**Problem**. Go through the entries and copy every line that has the string "metadata" in it.

**Data extracted from a collection**.
[Start of section]

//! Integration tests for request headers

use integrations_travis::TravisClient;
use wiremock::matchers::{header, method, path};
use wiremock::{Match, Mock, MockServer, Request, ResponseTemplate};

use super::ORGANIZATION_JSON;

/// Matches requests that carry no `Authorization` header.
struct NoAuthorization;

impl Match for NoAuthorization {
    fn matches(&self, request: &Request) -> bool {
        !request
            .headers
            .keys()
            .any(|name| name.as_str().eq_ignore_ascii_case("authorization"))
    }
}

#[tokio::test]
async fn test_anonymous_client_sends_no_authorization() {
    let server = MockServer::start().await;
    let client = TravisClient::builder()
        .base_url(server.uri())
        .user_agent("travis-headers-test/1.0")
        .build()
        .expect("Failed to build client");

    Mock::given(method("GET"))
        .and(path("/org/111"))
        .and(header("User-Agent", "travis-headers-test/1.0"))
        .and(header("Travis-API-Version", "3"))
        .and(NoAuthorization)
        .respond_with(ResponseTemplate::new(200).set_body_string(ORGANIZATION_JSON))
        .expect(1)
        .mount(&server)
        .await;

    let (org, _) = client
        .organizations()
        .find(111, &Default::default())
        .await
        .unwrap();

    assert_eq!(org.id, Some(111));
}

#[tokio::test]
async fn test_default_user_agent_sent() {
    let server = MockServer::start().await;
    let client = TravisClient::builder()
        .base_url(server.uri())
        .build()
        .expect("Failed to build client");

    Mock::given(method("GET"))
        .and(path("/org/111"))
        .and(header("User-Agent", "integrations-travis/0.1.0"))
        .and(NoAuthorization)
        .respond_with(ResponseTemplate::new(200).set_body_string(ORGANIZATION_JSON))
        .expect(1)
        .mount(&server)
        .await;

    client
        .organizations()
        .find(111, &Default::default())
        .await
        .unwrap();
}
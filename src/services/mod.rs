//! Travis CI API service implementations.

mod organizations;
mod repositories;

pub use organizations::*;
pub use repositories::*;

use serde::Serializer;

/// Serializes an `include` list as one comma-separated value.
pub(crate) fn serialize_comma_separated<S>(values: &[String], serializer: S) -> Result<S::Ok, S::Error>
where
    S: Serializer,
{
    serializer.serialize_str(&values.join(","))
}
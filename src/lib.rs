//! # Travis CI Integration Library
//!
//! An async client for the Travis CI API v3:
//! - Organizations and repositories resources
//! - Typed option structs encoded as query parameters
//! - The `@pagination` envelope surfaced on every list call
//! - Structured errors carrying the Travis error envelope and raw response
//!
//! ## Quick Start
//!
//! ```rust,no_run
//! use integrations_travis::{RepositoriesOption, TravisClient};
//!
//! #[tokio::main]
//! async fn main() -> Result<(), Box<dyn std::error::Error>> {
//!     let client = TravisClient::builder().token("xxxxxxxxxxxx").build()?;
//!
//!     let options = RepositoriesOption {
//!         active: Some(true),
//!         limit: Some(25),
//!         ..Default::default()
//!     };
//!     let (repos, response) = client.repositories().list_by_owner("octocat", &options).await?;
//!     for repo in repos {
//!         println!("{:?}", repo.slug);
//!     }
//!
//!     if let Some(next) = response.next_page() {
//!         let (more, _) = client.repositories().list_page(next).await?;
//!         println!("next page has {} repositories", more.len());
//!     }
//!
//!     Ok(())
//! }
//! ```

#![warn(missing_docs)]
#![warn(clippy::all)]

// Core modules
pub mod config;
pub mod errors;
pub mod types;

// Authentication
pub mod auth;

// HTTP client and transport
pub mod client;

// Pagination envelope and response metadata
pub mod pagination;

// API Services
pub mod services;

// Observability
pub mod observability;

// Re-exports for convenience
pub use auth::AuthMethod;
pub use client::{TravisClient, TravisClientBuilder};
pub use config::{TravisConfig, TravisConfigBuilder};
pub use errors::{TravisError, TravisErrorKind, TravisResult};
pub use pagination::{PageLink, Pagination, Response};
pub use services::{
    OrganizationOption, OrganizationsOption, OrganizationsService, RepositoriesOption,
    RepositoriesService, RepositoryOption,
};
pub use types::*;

[End of section]
[Start of section]

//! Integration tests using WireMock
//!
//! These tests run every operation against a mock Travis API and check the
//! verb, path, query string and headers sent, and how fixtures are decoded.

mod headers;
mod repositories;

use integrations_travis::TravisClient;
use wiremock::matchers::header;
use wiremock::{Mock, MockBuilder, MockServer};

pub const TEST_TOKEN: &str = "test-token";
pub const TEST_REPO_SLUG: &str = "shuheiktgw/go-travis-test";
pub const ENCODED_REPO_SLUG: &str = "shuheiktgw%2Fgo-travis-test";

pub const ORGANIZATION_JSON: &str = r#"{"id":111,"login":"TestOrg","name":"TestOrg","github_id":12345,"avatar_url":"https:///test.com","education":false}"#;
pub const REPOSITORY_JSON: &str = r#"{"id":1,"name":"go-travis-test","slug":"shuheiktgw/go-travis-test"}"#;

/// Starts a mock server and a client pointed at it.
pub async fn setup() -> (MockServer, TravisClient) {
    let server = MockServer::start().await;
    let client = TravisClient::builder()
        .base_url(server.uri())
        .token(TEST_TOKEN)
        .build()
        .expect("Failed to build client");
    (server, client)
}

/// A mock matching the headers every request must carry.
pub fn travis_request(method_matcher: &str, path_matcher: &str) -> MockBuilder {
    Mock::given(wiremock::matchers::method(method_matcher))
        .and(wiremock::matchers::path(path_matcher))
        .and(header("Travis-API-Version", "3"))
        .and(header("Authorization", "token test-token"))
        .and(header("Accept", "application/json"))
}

[End of section]
[Start of section]

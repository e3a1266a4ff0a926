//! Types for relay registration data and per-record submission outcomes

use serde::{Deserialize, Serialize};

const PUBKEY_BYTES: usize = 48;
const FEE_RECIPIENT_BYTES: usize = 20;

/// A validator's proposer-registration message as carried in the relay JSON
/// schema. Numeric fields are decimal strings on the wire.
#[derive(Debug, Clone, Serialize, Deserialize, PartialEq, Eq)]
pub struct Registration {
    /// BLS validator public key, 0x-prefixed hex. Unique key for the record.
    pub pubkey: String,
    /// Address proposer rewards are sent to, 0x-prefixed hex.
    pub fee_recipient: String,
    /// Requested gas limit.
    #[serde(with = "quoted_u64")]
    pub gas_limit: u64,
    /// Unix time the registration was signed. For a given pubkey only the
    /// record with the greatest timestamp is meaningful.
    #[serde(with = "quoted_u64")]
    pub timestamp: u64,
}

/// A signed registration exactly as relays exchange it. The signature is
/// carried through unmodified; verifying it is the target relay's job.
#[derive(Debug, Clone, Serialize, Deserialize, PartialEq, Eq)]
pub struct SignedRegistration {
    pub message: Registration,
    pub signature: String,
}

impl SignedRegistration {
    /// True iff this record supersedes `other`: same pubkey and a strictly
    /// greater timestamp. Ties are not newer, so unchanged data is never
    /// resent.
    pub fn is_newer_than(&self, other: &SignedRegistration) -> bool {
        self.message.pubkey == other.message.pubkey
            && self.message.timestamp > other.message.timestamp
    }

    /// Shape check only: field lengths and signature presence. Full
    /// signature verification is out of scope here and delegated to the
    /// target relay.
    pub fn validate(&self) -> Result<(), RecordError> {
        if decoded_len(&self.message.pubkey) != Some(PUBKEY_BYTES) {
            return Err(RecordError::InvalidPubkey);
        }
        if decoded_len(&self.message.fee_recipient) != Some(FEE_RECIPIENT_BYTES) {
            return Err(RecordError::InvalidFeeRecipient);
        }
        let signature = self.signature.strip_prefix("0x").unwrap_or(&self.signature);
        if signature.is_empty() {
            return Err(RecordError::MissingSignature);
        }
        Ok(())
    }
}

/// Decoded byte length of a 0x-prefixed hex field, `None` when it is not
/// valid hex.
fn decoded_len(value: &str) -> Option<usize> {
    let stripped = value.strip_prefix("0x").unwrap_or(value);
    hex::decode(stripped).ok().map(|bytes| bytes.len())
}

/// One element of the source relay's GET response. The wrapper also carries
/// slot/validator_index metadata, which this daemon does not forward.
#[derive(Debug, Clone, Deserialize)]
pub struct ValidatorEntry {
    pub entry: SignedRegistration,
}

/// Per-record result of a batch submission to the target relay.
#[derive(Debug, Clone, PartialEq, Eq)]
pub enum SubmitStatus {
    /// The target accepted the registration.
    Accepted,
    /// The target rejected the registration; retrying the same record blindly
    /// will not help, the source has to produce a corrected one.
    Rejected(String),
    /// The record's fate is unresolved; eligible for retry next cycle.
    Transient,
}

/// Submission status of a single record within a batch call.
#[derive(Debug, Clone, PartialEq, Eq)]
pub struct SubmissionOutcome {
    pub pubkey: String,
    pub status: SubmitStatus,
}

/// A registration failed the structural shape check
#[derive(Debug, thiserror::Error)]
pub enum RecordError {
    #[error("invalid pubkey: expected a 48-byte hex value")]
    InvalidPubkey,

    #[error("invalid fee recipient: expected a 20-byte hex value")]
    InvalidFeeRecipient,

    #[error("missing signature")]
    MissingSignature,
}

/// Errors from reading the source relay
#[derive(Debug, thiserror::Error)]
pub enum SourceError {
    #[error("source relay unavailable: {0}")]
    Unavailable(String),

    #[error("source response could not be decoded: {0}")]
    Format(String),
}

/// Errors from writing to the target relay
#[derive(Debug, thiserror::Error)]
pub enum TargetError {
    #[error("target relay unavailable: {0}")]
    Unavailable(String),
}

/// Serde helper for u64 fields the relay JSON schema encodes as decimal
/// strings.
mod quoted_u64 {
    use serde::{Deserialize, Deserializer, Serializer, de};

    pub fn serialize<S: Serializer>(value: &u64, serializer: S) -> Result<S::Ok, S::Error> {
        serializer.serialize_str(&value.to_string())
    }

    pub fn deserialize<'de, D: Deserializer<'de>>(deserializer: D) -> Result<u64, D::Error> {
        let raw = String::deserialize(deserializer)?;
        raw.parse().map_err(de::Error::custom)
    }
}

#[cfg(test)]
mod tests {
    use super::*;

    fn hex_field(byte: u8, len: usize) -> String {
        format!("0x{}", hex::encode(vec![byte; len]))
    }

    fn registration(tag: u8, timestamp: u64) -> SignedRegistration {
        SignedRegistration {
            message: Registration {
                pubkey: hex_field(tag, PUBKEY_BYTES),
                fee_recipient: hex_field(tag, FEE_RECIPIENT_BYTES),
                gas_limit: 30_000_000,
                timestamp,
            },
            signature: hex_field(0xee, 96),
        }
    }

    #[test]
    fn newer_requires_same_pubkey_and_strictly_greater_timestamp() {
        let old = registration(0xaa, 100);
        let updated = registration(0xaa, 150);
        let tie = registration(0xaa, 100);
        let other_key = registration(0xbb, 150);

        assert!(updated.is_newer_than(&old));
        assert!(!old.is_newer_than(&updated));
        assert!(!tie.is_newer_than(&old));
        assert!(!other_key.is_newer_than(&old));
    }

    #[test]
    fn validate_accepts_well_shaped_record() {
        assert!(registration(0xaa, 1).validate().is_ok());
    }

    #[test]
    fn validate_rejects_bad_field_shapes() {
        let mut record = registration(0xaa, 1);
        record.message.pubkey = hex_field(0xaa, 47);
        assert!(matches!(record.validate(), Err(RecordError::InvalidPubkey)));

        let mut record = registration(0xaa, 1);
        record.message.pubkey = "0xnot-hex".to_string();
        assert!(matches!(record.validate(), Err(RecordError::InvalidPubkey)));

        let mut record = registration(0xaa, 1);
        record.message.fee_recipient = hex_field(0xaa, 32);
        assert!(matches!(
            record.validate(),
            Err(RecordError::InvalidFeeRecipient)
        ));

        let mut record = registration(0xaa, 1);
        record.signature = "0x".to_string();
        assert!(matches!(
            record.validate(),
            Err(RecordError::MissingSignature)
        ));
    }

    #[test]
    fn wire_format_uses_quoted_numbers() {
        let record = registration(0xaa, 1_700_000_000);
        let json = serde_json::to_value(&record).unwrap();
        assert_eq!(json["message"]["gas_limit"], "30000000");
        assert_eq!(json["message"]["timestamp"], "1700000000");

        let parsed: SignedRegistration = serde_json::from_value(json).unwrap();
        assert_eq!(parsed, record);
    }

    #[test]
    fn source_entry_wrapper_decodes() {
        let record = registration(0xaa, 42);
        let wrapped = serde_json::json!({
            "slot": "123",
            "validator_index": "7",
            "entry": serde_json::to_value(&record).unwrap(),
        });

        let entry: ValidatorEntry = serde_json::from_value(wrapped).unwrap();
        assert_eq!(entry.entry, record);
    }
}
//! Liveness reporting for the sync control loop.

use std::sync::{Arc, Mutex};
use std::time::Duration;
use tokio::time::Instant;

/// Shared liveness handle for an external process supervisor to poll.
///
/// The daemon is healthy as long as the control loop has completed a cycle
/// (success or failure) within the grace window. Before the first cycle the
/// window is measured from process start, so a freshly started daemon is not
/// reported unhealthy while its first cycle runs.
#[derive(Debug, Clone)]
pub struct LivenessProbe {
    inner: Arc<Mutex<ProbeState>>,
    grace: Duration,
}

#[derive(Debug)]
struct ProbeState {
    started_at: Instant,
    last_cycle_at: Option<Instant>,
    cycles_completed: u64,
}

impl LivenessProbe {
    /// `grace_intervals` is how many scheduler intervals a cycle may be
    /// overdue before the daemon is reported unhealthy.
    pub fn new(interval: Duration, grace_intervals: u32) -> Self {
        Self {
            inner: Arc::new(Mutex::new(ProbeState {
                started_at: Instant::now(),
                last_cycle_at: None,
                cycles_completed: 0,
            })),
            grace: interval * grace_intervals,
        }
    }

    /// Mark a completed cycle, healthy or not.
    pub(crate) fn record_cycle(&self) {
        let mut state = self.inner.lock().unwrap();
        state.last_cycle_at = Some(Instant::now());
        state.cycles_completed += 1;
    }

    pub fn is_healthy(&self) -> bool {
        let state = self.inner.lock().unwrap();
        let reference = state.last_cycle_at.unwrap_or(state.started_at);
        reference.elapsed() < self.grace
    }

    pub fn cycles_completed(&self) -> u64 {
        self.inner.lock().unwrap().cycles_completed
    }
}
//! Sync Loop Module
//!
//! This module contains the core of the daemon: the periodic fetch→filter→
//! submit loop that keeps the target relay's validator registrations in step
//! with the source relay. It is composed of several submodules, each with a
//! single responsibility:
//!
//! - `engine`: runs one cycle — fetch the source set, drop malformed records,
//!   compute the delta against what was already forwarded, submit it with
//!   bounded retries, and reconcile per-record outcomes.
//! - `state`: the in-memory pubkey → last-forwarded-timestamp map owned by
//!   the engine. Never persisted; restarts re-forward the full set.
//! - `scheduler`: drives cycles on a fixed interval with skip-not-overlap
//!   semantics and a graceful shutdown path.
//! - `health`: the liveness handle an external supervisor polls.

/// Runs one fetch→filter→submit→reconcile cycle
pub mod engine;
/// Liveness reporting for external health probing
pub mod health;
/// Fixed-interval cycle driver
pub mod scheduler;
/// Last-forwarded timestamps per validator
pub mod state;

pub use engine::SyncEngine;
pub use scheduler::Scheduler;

[End of section]

**Task response**.
// Pagination envelope and response metadata
/// slot/validator_index metadata, which this daemon does not forward.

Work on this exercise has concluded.